A LIFE TRANSFORMED
Since its launch, Eastern Health’s Remote Patient Monitoring (RPM) program has been transforming patients’ lives. It’s been helping them stay at home instead of the hospital and it’s helping them avoid trips to the emergency room.
Joy Williams is one such patient. Since enrolling in the program, Joy has stopped using her blood pressure medication, left behind her walking stick and, best of all, is now able to spend more time with her energetic granddaughter.
That’s because the program enabled Joy, who has diabetes, to monitor her condition using digital health tools and share the information electronically with a registered nurse in another community. Through the RPM (which is also known as telehomecare) program, she can access round-the-clock coaching, education and support that has enabled her to improve her condition.
Life was very different for Joy before enrolling in the program. She had been living with diabetes for two decades, and as a result, went on to develop hypertension and became insulin-dependent.
“It seemed like no matter what I did, I just couldn't wrestle my diabetes symptoms under control,” she says. “I was taking massive amounts of insulin and still not accomplishing the target levels that were suggested by my health care providers.”
AVOIDING SYMPTOMS
Joy’s struggle with diabetes eventually led to osteoarthritis, forcing her to walk with a cane and rely on her two adult children to help complete everyday tasks.
“It felt like my entire world was shrinking and I was really helpless,” she says. “It was a really awful feeling.”
Things changed when a friend handed Joy a brochure for the RPM program which she had come across at an Eastern Health fair.
Within a week of reaching out to the RPM team, Joy received a tablet, which she used to connect to a registered nurse who remotely monitored and coached her.
“It was all really instrumental in teaching me how to recognize and treat my condition, and better yet, how to avoid having symptoms altogether,” she says. “That was invaluable to me because I didn't know how to do that before.”
Just seven months later, Joy was able to get her diabetes under control, lose weight, decrease her medication consumption, lower her blood pressure and start walking without a cane.
CHANGING HEALTH CARE DELIVERY
Introduced in 2014, the RPM program helps patients living with chronic obstructive pulmonary disease (COPD), congestive heart failure or diabetes better manage their conditions through at-home monitoring, coaching and education.
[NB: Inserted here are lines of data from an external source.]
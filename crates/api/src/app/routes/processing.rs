//! The batch-processing trigger.
//!
//! Work is driven by repeated external invocations of this endpoint (e.g.
//! a periodic scheduler hitting it); each invocation runs one bounded
//! claim-execute-update batch plus the requested maintenance sweeps.
//! Concurrent invocations are safe: correctness rests on the store's atomic
//! claim primitive, not on mutual exclusion here.

use std::sync::Arc;
use std::time::Instant;

use axum::{
    Json, Router,
    extract::Extension,
    http::{HeaderMap, StatusCode},
    response::IntoResponse,
    routing::post,
};
use chrono::Utc;
use tracing::error;

use jobforge_auth::ProcessingSecret;
use jobforge_queue::BatchOptions;

use crate::app::services::AppServices;
use crate::app::{dto, errors};
use crate::config::Environment;

pub const SECRET_HEADER: &str = "x-processing-secret";

/// Shared-secret gate for the trigger; distinct from end-user auth.
pub struct TriggerAuth {
    secret: ProcessingSecret,
    environment: Environment,
}

impl TriggerAuth {
    pub fn new(secret: ProcessingSecret, environment: Environment) -> Self {
        Self {
            secret,
            environment,
        }
    }

    fn check(&self, headers: &HeaderMap) -> Result<(), axum::response::Response> {
        // Startup validation already rejects this, but a weak secret must
        // never silently allow processing in production.
        if self.environment.is_production() && !self.secret.is_production_grade() {
            error!("processing trigger refused: secret is not production grade");
            return Err(errors::json_error(
                StatusCode::INTERNAL_SERVER_ERROR,
                "configuration_error",
                "processing secret is not production grade",
            ));
        }

        let presented = headers
            .get(SECRET_HEADER)
            .and_then(|v| v.to_str().ok())
            .unwrap_or_default();
        if presented.is_empty() || !self.secret.verify(presented.as_bytes()) {
            return Err(errors::json_error(
                StatusCode::UNAUTHORIZED,
                "unauthorized",
                "missing or invalid processing secret",
            ));
        }
        Ok(())
    }
}

pub fn router() -> Router {
    Router::new().route("/processing/run", post(run))
}

pub async fn run(
    Extension(services): Extension<Arc<AppServices>>,
    Extension(auth): Extension<Arc<TriggerAuth>>,
    headers: HeaderMap,
    Json(body): Json<dto::ProcessingRequest>,
) -> axum::response::Response {
    if let Err(resp) = auth.check(&headers) {
        return resp;
    }

    let mut allowed_types = None;
    if let Some(types) = &body.job_types {
        let mut parsed = Vec::with_capacity(types.len());
        for raw in types {
            match dto::parse_job_type(raw) {
                Ok(t) => parsed.push(t),
                Err(resp) => return resp,
            }
        }
        allowed_types = Some(parsed);
    }

    let started = Instant::now();
    let now = Utc::now();
    let mut schedules_materialized = 0;
    let mut retried = 0;
    let mut cleaned = 0;

    if body.process_schedules {
        schedules_materialized = match services.scheduler().process_schedules(now).await {
            Ok(count) => count,
            Err(e) => return errors::store_error_to_response(e),
        };
    }

    if body.retry_failed {
        retried = match services.scheduler().retry_pending_jobs(now).await {
            Ok(count) => count,
            Err(e) => return errors::store_error_to_response(e),
        };
    }

    let report = match services
        .runner()
        .run_batch(BatchOptions {
            max_jobs: body.max_jobs.unwrap_or(10).clamp(1, 100),
            allowed_types,
        })
        .await
    {
        Ok(report) => report,
        Err(e) => return errors::store_error_to_response(e),
    };

    if body.cleanup {
        cleaned = match services.scheduler().cleanup_jobs(Utc::now()).await {
            Ok(count) => count,
            Err(e) => return errors::store_error_to_response(e),
        };
    }

    (
        StatusCode::OK,
        Json(serde_json::json!({
            "outcomes": report.outcomes,
            "claimed": report.claimed,
            "completed": report.completed,
            "retrying": report.retrying,
            "dead": report.dead,
            "superseded": report.superseded,
            "schedules_materialized": schedules_materialized,
            "retried": retried,
            "cleaned": cleaned,
            "duration_ms": started.elapsed().as_millis() as u64,
        })),
    )
        .into_response()
}

#[cfg(test)]
mod tests {
    use axum::http::HeaderValue;

    use super::*;

    fn headers_with_secret(secret: &str) -> HeaderMap {
        let mut headers = HeaderMap::new();
        headers.insert(SECRET_HEADER, HeaderValue::from_str(secret).unwrap());
        headers
    }

    #[test]
    fn correct_secret_passes() {
        let auth = TriggerAuth::new(
            ProcessingSecret::new("a-long-enough-processing-secret!"),
            Environment::Development,
        );
        assert!(auth.check(&headers_with_secret("a-long-enough-processing-secret!")).is_ok());
    }

    #[test]
    fn missing_or_wrong_secret_is_unauthorized() {
        let auth = TriggerAuth::new(
            ProcessingSecret::new("a-long-enough-processing-secret!"),
            Environment::Development,
        );
        let denied = auth.check(&HeaderMap::new()).unwrap_err();
        assert_eq!(denied.status(), StatusCode::UNAUTHORIZED);

        let denied = auth.check(&headers_with_secret("wrong")).unwrap_err();
        assert_eq!(denied.status(), StatusCode::UNAUTHORIZED);
    }

    #[test]
    fn weak_secret_in_production_never_silently_allows() {
        let auth = TriggerAuth::new(
            ProcessingSecret::new("dev-secret"),
            Environment::Production,
        );
        // Even the matching credential is refused: this is a configuration
        // error, not an authorization success.
        let denied = auth.check(&headers_with_secret("dev-secret")).unwrap_err();
        assert_eq!(denied.status(), StatusCode::INTERNAL_SERVER_ERROR);
    }

    #[test]
    fn weak_secret_is_fine_outside_production() {
        let auth = TriggerAuth::new(
            ProcessingSecret::new("dev-secret"),
            Environment::Development,
        );
        assert!(auth.check(&headers_with_secret("dev-secret")).is_ok());
    }
}
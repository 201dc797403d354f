//! Integration tests for the `bin2hex` binary.

use std::process::Command;

fn bin2hex() -> Command {
    Command::new(env!("CARGO_BIN_EXE_bin2hex"))
}

#[test]
fn converts_file_and_confirms() {
    let dir = tempfile::tempdir().unwrap();
    let input = dir.path().join("input.bin");
    let hex_path = dir.path().join("output.hex");
    std::fs::write(&input, [0x00, 0xff, 0x10]).unwrap();

    let output = bin2hex().arg(&input).arg(&hex_path).output().unwrap();
    assert!(output.status.success(), "{:?}", output.status);
    let stdout = String::from_utf8_lossy(&output.stdout);
    assert!(stdout.contains("Successfully converted"), "{stdout}");
    assert_eq!(std::fs::read_to_string(&hex_path).unwrap(), "00ff10");
}

#[test]
fn missing_input_reports_not_found_and_exits_zero() {
    let dir = tempfile::tempdir().unwrap();
    let missing = dir.path().join("nope.bin");
    let hex_path = dir.path().join("output.hex");

    let output = bin2hex().arg(&missing).arg(&hex_path).output().unwrap();
    assert!(output.status.success(), "{:?}", output.status);
    let stdout = String::from_utf8_lossy(&output.stdout);
    assert!(stdout.contains("not found"), "{stdout}");
    assert!(!hex_path.exists());
}
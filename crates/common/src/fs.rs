//! Wrappers over `std::fs` that attach the offending path to their errors.

use crate::errors::FsPathError;
use std::{fs, path::Path};

type Result<T> = std::result::Result<T, FsPathError>;

/// Reads the entire contents of a file into a byte vector.
pub fn read(path: impl AsRef<Path>) -> Result<Vec<u8>> {
    let path = path.as_ref();
    fs::read(path).map_err(|err| FsPathError::read(err, path))
}

/// Writes `contents` to a file, creating it or truncating an existing one.
pub fn write(path: impl AsRef<Path>, contents: impl AsRef<[u8]>) -> Result<()> {
    let path = path.as_ref();
    fs::write(path, contents.as_ref()).map_err(|err| FsPathError::write(err, path))
}
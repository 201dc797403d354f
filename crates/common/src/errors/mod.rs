//! Commonly used errors.

mod fs;
pub use fs::FsPathError;

mod private {
    use eyre::Chain;
    use std::error::Error;

    pub trait ErrorChain {
        fn chain(&self) -> Chain<'_>;
    }

    impl ErrorChain for dyn Error + 'static {
        fn chain(&self) -> Chain<'_> {
            Chain::new(self)
        }
    }

    impl ErrorChain for eyre::Report {
        fn chain(&self) -> Chain<'_> {
            self.chain()
        }
    }
}

/// Displays a chain of errors in a single line.
pub fn display_chain<E: private::ErrorChain + ?Sized>(error: &E) -> String {
    dedup_chain(error).join("; ")
}

/// Deduplicates a chain of errors.
pub fn dedup_chain<E: private::ErrorChain + ?Sized>(error: &E) -> Vec<String> {
    let mut causes: Vec<_> =
        error.chain().map(|cause| cause.to_string().trim().to_string()).collect();
    // Deduplicate the common pattern `msg1: msg2; msg2` -> `msg1: msg2`.
    causes.dedup_by(|b, a| a.contains(b.as_str()));
    causes
}

#[cfg(test)]
mod tests {
    use super::*;

    #[test]
    fn dedups_wrapped_io_errors() {
        let io = std::io::Error::new(std::io::ErrorKind::Other, "disk on fire");
        let report = eyre::Report::from(io).wrap_err("reading input: disk on fire");
        assert_eq!(display_chain(&report), "reading input: disk on fire");
    }

    #[test]
    fn keeps_distinct_causes() {
        let io = std::io::Error::new(std::io::ErrorKind::Other, "inner");
        let report = eyre::Report::from(io).wrap_err("outer");
        assert_eq!(display_chain(&report), "outer; inner");
    }
}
Eastern Health — the largest Regional Health Authority in Newfoundland and Labrador, serving an estimated 300,000 residents — designed the program to help patients become active and educated participants in the management of their health. The program’s goal was to help improve the quality of life for patients while reducing burden on the health system by reducing the number of ER visits and hospital admissions through the use of digital health solutions.
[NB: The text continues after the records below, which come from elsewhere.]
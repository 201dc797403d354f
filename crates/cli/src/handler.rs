//! User-facing error reporting via [`eyre`].

use eyre::EyreHandler;
use itertools::Itertools;
use std::{error::Error, fmt};

/// An error report handler that renders the error chain on a single line.
pub struct Handler {
    debug_handler: Option<Box<dyn EyreHandler>>,
}

impl Handler {
    /// Create a new instance of the `Handler`.
    pub fn new() -> Self {
        Self { debug_handler: None }
    }

    /// Override the debug handler with a custom one.
    pub fn debug_handler(mut self, debug_handler: Option<Box<dyn EyreHandler>>) -> Self {
        self.debug_handler = debug_handler;
        self
    }
}

impl Default for Handler {
    fn default() -> Self {
        Self::new()
    }
}

impl EyreHandler for Handler {
    fn display(&self, error: &(dyn Error + 'static), f: &mut fmt::Formatter<'_>) -> fmt::Result {
        use fmt::Display;
        abikit_common::errors::dedup_chain(error).into_iter().format("; ").fmt(f)
    }

    fn debug(&self, error: &(dyn Error + 'static), f: &mut fmt::Formatter<'_>) -> fmt::Result {
        if let Some(debug_handler) = &self.debug_handler {
            return debug_handler.debug(error, f);
        }

        if f.alternate() {
            return fmt::Debug::fmt(error, f);
        }
        let errors = abikit_common::errors::dedup_chain(error);
        let (error, sources) = errors.split_first().unwrap();
        write!(f, "{error}")?;

        if !sources.is_empty() {
            write!(f, "\n\nContext:")?;
            for source in sources {
                write!(f, "\n- {source}")?;
            }
        }

        Ok(())
    }

    fn track_caller(&mut self, location: &'static std::panic::Location<'static>) {
        if let Some(debug_handler) = &mut self.debug_handler {
            debug_handler.track_caller(location);
        }
    }
}

/// Installs the abikit [`eyre`] and [`panic`](mod@std::panic) hooks as the global ones.
///
/// A terse user-centric handler is installed unless `ABIKIT_DEBUG` is set in
/// the environment, in which case a more verbose debug-centric handler takes
/// over. Panics always go through the debug-centric hook.
pub fn install() {
    if std::env::var_os("RUST_BACKTRACE").is_none() {
        std::env::set_var("RUST_BACKTRACE", "1");
    }

    let (panic_hook, debug_hook) =
        color_eyre::config::HookBuilder::default().panic_section("This is a bug.").into_hooks();
    panic_hook.install();
    let debug_hook = debug_hook.into_eyre_hook();
    let debug = std::env::var_os("ABIKIT_DEBUG").is_some();
    if let Err(err) = eyre::set_hook(Box::new(move |e| {
        Box::new(Handler::new().debug_handler(debug.then(|| debug_hook(e))))
    })) {
        debug!("failed to install eyre error hook: {err}");
    }
}
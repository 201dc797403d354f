//! The `bin2hex` binary: convert a binary file into its hexadecimal text form.

use abikit_common::{errors::FsPathError, fs};
use alloy_primitives::hex;
use clap::{Parser, ValueHint};
use std::{
    io::ErrorKind,
    path::{Path, PathBuf},
};

/// Convert a binary file to a hexadecimal text file.
#[derive(Parser)]
#[command(name = "bin2hex", version)]
pub struct Bin2HexArgs {
    /// Path to the input binary file.
    #[arg(value_hint = ValueHint::FilePath)]
    input: PathBuf,

    /// Path to the output hexadecimal file.
    #[arg(value_hint = ValueHint::FilePath)]
    output: PathBuf,
}

fn main() {
    abikit_cli::handler::install();
    abikit_cli::utils::subscriber();
    let args = Bin2HexArgs::parse();

    // File access failures are reported without failing the process.
    match convert(&args.input, &args.output) {
        Ok(()) => println!(
            "Successfully converted {} to {}",
            args.input.display(),
            args.output.display()
        ),
        Err(err) => match err.kind() {
            ErrorKind::NotFound => println!("Error: file {} not found", err.path().display()),
            ErrorKind::PermissionDenied => println!(
                "Error: no permission to read {} or write to {}",
                args.input.display(),
                args.output.display()
            ),
            _ => println!("An unknown error occurred: {err}"),
        },
    }
}

/// Reads all of `input` and writes its lowercase hex representation, two
/// characters per byte with no prefix, to `output`.
fn convert(input: &Path, output: &Path) -> Result<(), FsPathError> {
    let data = fs::read(input)?;
    fs::write(output, hex::encode(data))
}
//! ABI related helper functions.

use alloy_dyn_abi::{DynSolType, DynSolValue};
use alloy_primitives::{hex, keccak256, Address, Selector, I256, U256};
use eyre::{Context, Result};

/// Splits a function signature of the form `name(type1,type2,...)` into the
/// function name and its comma-separated parameter type tags.
///
/// The trailing `)` is implicit: the last character of the signature is always
/// dropped when extracting the parameter list. A signature without a `(` is
/// rejected.
pub fn parse_signature(sig: &str) -> Result<(&str, Vec<&str>)> {
    let Some(name_end) = sig.find('(') else {
        eyre::bail!("invalid function signature `{sig}`");
    };
    let name = &sig[..name_end];
    let params = sig.get(name_end + 1..sig.len() - 1).unwrap_or("");
    let types = if params.is_empty() { Vec::new() } else { params.split(',').collect() };
    Ok((name, types))
}

/// Computes the 4-byte selector of `sig`.
///
/// The signature is hashed exactly as given; no canonicalization is applied.
pub fn selector(sig: &str) -> Selector {
    Selector::from_slice(&keccak256(sig)[..4])
}

/// Coerces a textual argument to a [`DynSolValue`] of the given type.
///
/// Integers are parsed as base-10, addresses accept an optional `0x` prefix
/// and booleans are true iff the value spells `true` (case-insensitive) --
/// any other spelling, `1` and `yes` included, is false. Dynamic arrays are
/// comma-separated lists of element values, converted recursively. Every
/// other type is handed to the encoder's own string coercion.
pub fn convert_param(arg: &str, ty: &DynSolType) -> Result<DynSolValue> {
    let value = match ty {
        DynSolType::Uint(size) => {
            let value = U256::from_str_radix(arg, 10)
                .wrap_err_with(|| format!("invalid integer `{arg}` for type `{ty}`"))?;
            DynSolValue::Uint(value, *size)
        }
        DynSolType::Int(size) => {
            let value = I256::from_dec_str(arg)
                .wrap_err_with(|| format!("invalid integer `{arg}` for type `{ty}`"))?;
            DynSolValue::Int(value, *size)
        }
        DynSolType::Address => {
            let value = arg
                .strip_prefix("0x")
                .unwrap_or(arg)
                .parse::<Address>()
                .wrap_err_with(|| format!("invalid address `{arg}`"))?;
            DynSolValue::Address(value)
        }
        DynSolType::Bool => DynSolValue::Bool(arg.eq_ignore_ascii_case("true")),
        DynSolType::Array(inner) => {
            let values = arg
                .split(',')
                .map(|element| convert_param(element.trim(), inner))
                .collect::<Result<Vec<_>>>()?;
            DynSolValue::Array(values)
        }
        ty => ty
            .coerce_str(arg)
            .wrap_err_with(|| format!("could not encode `{arg}` as `{ty}`"))?,
    };
    Ok(value)
}

/// Encodes a function call given its signature and textual arguments,
/// returning the calldata as a `0x`-prefixed lowercase hex string.
pub fn encode_call<S: AsRef<str>>(sig: &str, args: &[S]) -> Result<String> {
    let (name, type_tags) = parse_signature(sig)?;
    eyre::ensure!(
        args.len() == type_tags.len(),
        "expected {} parameters for `{sig}`, got {}",
        type_tags.len(),
        args.len()
    );

    let mut values = Vec::with_capacity(type_tags.len());
    for (tag, arg) in std::iter::zip(&type_tags, args) {
        let ty = DynSolType::parse(tag)
            .wrap_err_with(|| format!("invalid parameter type `{tag}` in `{sig}`"))?;
        values.push(convert_param(arg.as_ref(), &ty)?);
    }
    trace!(name, args = args.len(), "encoding calldata");

    let mut calldata = selector(sig).to_vec();
    calldata.extend_from_slice(&DynSolValue::Tuple(values).abi_encode_params());
    Ok(hex::encode_prefixed(calldata))
}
When the program was introduced in 2014, Kim Ghaney, a registered nurse and an Engagement and Implementation Manager for the RPM program, saw it as an opportunity to help patients become more proactive in managing their health.
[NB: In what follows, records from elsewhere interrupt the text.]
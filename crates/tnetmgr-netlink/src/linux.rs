use async_trait::async_trait;
use futures::{StreamExt, TryStreamExt};
use ipnet::Ipv4Net;
use netlink_packet_core::{NetlinkMessage, NetlinkPayload};
use netlink_packet_route::address::{AddressAttribute, AddressMessage};
use netlink_packet_route::link::{LinkAttribute, LinkMessage};
use netlink_packet_route::{AddressFamily, RouteNetlinkMessage};
use netlink_sys::{AsyncSocket, SocketAddr};
use rtnetlink::Handle;
use std::net::IpAddr;
use tokio::sync::mpsc;
use tokio::task::JoinHandle;
use tokio_stream::wrappers::UnboundedReceiverStream;
use tracing::{debug, trace};

use tnetmgr_core::traits::{AddressChangeEvent, AddressStream, Kernel, Link};
use tnetmgr_core::{Error, Result};

/// rtnetlink-backed [`Kernel`]
///
/// Owns one request socket; every [`Kernel::watch`] call opens its own
/// multicast socket.
pub struct NetlinkKernel {
    handle: Handle,
    connection: JoinHandle<()>,
}

impl NetlinkKernel {
    /// Open the request socket
    ///
    /// Must be called from within a tokio runtime.
    pub fn connect() -> Result<Self> {
        let (connection, handle, _) = rtnetlink::new_connection()
            .map_err(|e| Error::kernel(format!("failed to open netlink socket: {}", e)))?;
        let connection = tokio::spawn(connection);

        Ok(Self { handle, connection })
    }

    async fn find_link(&self, request: rtnetlink::LinkGetRequest, what: String) -> Result<Link> {
        let links: Vec<LinkMessage> = request
            .execute()
            .try_collect()
            .await
            .map_err(|e| lookup_error(e, &what))?;

        links
            .iter()
            .find_map(link_from_message)
            .ok_or_else(|| Error::not_found(what))
    }

    async fn address_messages(&self, link: &Link) -> Result<Vec<AddressMessage>> {
        let messages: Vec<AddressMessage> = self
            .handle
            .address()
            .get()
            .set_link_index_filter(link.index)
            .execute()
            .try_collect()
            .await
            .map_err(|e| Error::kernel(format!("listing addresses of {}: {}", link.name, e)))?;

        Ok(messages
            .into_iter()
            .filter(|m| m.header.index == link.index && m.header.family == AddressFamily::Inet)
            .collect())
    }
}

impl Drop for NetlinkKernel {
    fn drop(&mut self) {
        self.connection.abort();
    }
}

#[async_trait]
impl Kernel for NetlinkKernel {
    async fn link_by_name(&self, name: &str) -> Result<Link> {
        let request = self.handle.link().get().match_name(name.to_string());
        self.find_link(request, name.to_string()).await
    }

    async fn link_by_index(&self, index: u32) -> Result<Link> {
        let request = self.handle.link().get().match_index(index);
        self.find_link(request, format!("link index {}", index)).await
    }

    async fn list_addresses(&self, link: &Link) -> Result<Vec<Ipv4Net>> {
        let messages = self.address_messages(link).await?;
        Ok(messages.iter().filter_map(ipv4_network).collect())
    }

    async fn add_address(&self, link: &Link, address: Ipv4Net) -> Result<()> {
        self.handle
            .address()
            .add(link.index, IpAddr::V4(address.addr()), address.prefix_len())
            .execute()
            .await
            .map_err(|e| Error::kernel(format!("adding {} to {}: {}", address, link.name, e)))
    }

    async fn delete_address(&self, link: &Link, address: Ipv4Net) -> Result<()> {
        // Delete with the kernel's own message so peer/flags match exactly
        let message = self
            .address_messages(link)
            .await?
            .into_iter()
            .find(|m| ipv4_network(m) == Some(address))
            .ok_or_else(|| {
                Error::kernel(format!("removing {} from {}: address not present", address, link.name))
            })?;

        self.handle
            .address()
            .del(message)
            .execute()
            .await
            .map_err(|e| Error::kernel(format!("removing {} from {}: {}", address, link.name, e)))
    }

    async fn watch(&self) -> Result<AddressStream> {
        let (mut connection, handle, mut messages) = rtnetlink::new_connection()
            .map_err(|e| Error::kernel(format!("failed to open netlink socket: {}", e)))?;

        let groups = libc::RTMGRP_IPV4_IFADDR as u32;
        connection
            .socket_mut()
            .socket_mut()
            .bind(&SocketAddr::new(0, groups))
            .map_err(|e| Error::kernel(format!("failed to subscribe to address changes: {}", e)))?;

        let connection = tokio::spawn(connection);
        let (tx, rx) = mpsc::unbounded_channel();

        tokio::spawn(async move {
            // Keeps the connection's request side open for the stream's lifetime
            let _handle = handle;

            loop {
                tokio::select! {
                    _ = tx.closed() => break,

                    next = messages.next() => {
                        let Some((message, _)) = next else { break };
                        let Some(event) = address_event(message) else { continue };
                        trace!(?event, "netlink address notification");
                        if tx.send(event).is_err() {
                            break;
                        }
                    }
                }
            }

            connection.abort();
            debug!("address change subscription closed");
        });

        Ok(Box::pin(UnboundedReceiverStream::new(rx)))
    }
}

fn lookup_error(err: rtnetlink::Error, what: &str) -> Error {
    match err {
        rtnetlink::Error::NetlinkError(ref msg)
            if msg.code.map(|c| c.get()) == Some(-libc::ENODEV) =>
        {
            Error::not_found(what.to_string())
        }
        other => Error::kernel(format!("looking up {}: {}", what, other)),
    }
}

fn link_from_message(msg: &LinkMessage) -> Option<Link> {
    let name = msg.attributes.iter().find_map(|a| match a {
        LinkAttribute::IfName(name) => Some(name.clone()),
        _ => None,
    })?;

    Some(Link::new(msg.header.index, name))
}

/// IPv4 network carried by an address message, IFA_LOCAL first
fn ipv4_network(msg: &AddressMessage) -> Option<Ipv4Net> {
    if msg.header.family != AddressFamily::Inet {
        return None;
    }

    let local = msg.attributes.iter().find_map(|a| match a {
        AddressAttribute::Local(IpAddr::V4(ip)) => Some(*ip),
        _ => None,
    });
    let address = msg.attributes.iter().find_map(|a| match a {
        AddressAttribute::Address(IpAddr::V4(ip)) => Some(*ip),
        _ => None,
    });

    Ipv4Net::new(local.or(address)?, msg.header.prefix_len).ok()
}

fn address_event(message: NetlinkMessage<RouteNetlinkMessage>) -> Option<AddressChangeEvent> {
    let (msg, added) = match message.payload {
        NetlinkPayload::InnerMessage(RouteNetlinkMessage::NewAddress(msg)) => (msg, true),
        NetlinkPayload::InnerMessage(RouteNetlinkMessage::DelAddress(msg)) => (msg, false),
        _ => return None,
    };

    let network = ipv4_network(&msg)?;
    Some(AddressChangeEvent {
        link_index: msg.header.index,
        network,
        added,
    })
}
“Access to health care today is challenging because of geography, so providing health services to patients where they live is really important,” says Kim. “Within Eastern Health, we have an aging population and many patients have more than one chronic disease. In order to meet their needs, we needed to have a ground-breaking solution to reach them within their community.”
Using digital health to remotely monitor and coach patients benefits both patients and the health system. Eastern Health says there has been a 13 per cent reduction in ER visits as a result of the program.
Arming patients with the ability to self-manage their condition is especially important in a province where some patients are a 20-hour drive from the hospital.
“We’re putting the patient in charge of their own care,” says Ron Johnson, Vice President, Information Services and Rural Health at Eastern Health. “By giving people access to the information they need to self-manage their own disease, and in a timely way, the RPM program is helping them become empowered and be the experts in their own health care journey.”
DIGITAL IS THE FUTURE
Canada Health Infoway helped fund the initial program as well as expansion efforts across the province.
“This program would not be in existence if it weren't for our partnerships with organizations like Infoway,” says Kim. “They were integral to supporting us from the beginning and getting us to where we are today. Now, it’s really important for Eastern Health to be part of the ACCESS 2022 movement because the use of digital health solutions is the way of the future. Having a partnership between health care providers who share a similar view on digitizing the health care industry across the country will help us achieve greater results and a greater quality of life for our patients.”